* **WHAT THIS TASK INVOLVES**: Check each line of the listing below for the string "crate", and give only how many lines hold it.

* **TASK INPUTS**:
- Opening Delimiter -

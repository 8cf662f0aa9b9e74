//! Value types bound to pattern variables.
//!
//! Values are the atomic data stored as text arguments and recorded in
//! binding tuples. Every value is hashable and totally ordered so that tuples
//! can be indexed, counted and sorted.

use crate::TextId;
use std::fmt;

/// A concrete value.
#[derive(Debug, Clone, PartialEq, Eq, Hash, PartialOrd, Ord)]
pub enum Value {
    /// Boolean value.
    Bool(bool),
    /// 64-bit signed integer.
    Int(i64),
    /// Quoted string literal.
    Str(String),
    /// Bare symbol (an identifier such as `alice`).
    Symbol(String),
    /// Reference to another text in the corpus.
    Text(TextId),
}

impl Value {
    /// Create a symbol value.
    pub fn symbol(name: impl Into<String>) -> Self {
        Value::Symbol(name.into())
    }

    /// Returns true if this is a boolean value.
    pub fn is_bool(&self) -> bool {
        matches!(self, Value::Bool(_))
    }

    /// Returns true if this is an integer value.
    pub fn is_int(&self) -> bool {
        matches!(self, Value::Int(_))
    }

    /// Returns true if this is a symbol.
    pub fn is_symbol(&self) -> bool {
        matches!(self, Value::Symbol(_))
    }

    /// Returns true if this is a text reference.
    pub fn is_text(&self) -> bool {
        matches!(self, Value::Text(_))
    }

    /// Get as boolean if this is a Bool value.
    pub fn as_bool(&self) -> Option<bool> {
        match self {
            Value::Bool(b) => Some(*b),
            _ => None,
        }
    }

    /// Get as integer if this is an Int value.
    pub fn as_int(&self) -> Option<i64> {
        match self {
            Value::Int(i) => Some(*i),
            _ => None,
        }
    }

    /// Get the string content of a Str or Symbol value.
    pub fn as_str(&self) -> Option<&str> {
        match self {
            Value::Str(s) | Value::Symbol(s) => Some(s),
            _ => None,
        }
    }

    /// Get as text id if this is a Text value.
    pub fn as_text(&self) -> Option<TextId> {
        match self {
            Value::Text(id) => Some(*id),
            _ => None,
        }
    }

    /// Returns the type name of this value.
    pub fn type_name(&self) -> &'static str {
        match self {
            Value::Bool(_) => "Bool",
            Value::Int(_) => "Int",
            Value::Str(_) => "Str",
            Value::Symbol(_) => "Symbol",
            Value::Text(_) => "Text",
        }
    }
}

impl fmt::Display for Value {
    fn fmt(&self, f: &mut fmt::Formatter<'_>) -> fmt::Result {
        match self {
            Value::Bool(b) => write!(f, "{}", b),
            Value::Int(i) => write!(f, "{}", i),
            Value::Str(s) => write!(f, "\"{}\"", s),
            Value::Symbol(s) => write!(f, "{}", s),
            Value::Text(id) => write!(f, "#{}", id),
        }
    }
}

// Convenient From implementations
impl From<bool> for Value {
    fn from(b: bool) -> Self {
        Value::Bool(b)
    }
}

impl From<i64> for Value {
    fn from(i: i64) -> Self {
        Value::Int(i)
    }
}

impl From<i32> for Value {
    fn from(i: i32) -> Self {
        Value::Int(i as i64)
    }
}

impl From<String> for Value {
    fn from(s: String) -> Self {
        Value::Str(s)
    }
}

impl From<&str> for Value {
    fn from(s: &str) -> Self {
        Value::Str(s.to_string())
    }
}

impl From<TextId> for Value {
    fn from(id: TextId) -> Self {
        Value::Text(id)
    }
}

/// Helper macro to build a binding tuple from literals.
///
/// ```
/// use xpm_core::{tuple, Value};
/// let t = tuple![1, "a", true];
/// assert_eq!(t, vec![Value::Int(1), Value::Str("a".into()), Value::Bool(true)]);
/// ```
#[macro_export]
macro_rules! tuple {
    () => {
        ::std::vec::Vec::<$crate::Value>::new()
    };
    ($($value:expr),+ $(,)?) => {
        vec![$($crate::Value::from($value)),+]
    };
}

- Closing Delimiter -

* **YOUR RESPONSE**: 3